- Exercise:
Report every line of the data that includes "task".

- Data excerpts:

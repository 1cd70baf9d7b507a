//! transit-observe — turn a request/response transit API into a live,
//! de-duplicated event stream.
//!
//! ## Architecture overview
//!
//! ```text
//! ┌────────────┐ spawns  ┌──────────┐ fetch  ┌───────────────┐
//! │ observer.rs│ ──────► │ poll.rs  │ ─────► │ TransitSource │
//! │  (façade)  │         │ (task)   │        │  (external)   │
//! └────────────┘         └──────────┘        └───────────────┘
//!       │ one-shot            │ Fetched
//!       ▼                     ▼
//! ┌──────────────────────────────────────┐  Event  ┌───────────┐
//! │ feed.rs: identity → cache → decompose│ ──────► │ EventSink │
//! └──────────────────────────────────────┘         └───────────┘
//! ```
//!
//! * **`source/`** — the `TransitSource` trait, entity models and query
//!   options.
//! * **`identity`** — identity keys per entity kind.
//! * **`cache`** — bounded per-feature memory of emitted keys.
//! * **`decompose`** — the `Event` type; journeys into legs, trips and
//!   movements into annotated stopovers.
//! * **`feed`** — the per-feature pipeline shared by pollers and one-shot
//!   queries.
//! * **`poll`** — one background task per watched query.
//! * **`observer`** — wires everything together.
//!
//! ## Example
//!
//! ```no_run
//! use std::sync::Arc;
//! use transit_observe::{observe, Event, ObserveConfig, Query, TransitSource};
//!
//! # async fn run(source: Arc<dyn TransitSource>) {
//! let (tx, mut rx) = tokio::sync::mpsc::unbounded_channel::<Event>();
//! let config = ObserveConfig::default()
//!     .watching(Query::departures("900000100003"))
//!     .watching(Query::trip("1|12345|0|86|19112018", "S1"));
//! let observer = observe(source, Arc::new(tx), config);
//!
//! while let Some(event) = rx.recv().await {
//!     println!("{}: {:?}", event.name(), event);
//! }
//! observer.stop().await;
//! # }
//! ```

pub mod cache;
pub mod config;
pub mod decompose;
pub mod error;
pub mod feed;
pub mod identity;
pub mod observer;
pub mod poll;
pub mod query;
pub mod sink;
pub mod source;

#[cfg(test)]
mod testing;

pub use cache::DedupCache;
pub use config::{BackoffConfig, CacheConfig, Feature, ObserveConfig};
pub use decompose::{Decompose, Decomposed, Event};
pub use error::ObserveError;
pub use feed::{Decision, Feed, IngestReport};
pub use identity::{Entity, EntityKind, IdentityResolver};
pub use observer::{observe, Observer};
pub use poll::{Poller, PollerHandle, PollerState};
pub use query::{Fetched, Query};
pub use sink::{ChannelSink, EventSink, Notification};
pub use source::TransitSource;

- Answer section:
//! │  (façade)  │         │ (task)   │        │  (external)   │
//! * **`poll`** — one background task per watched query.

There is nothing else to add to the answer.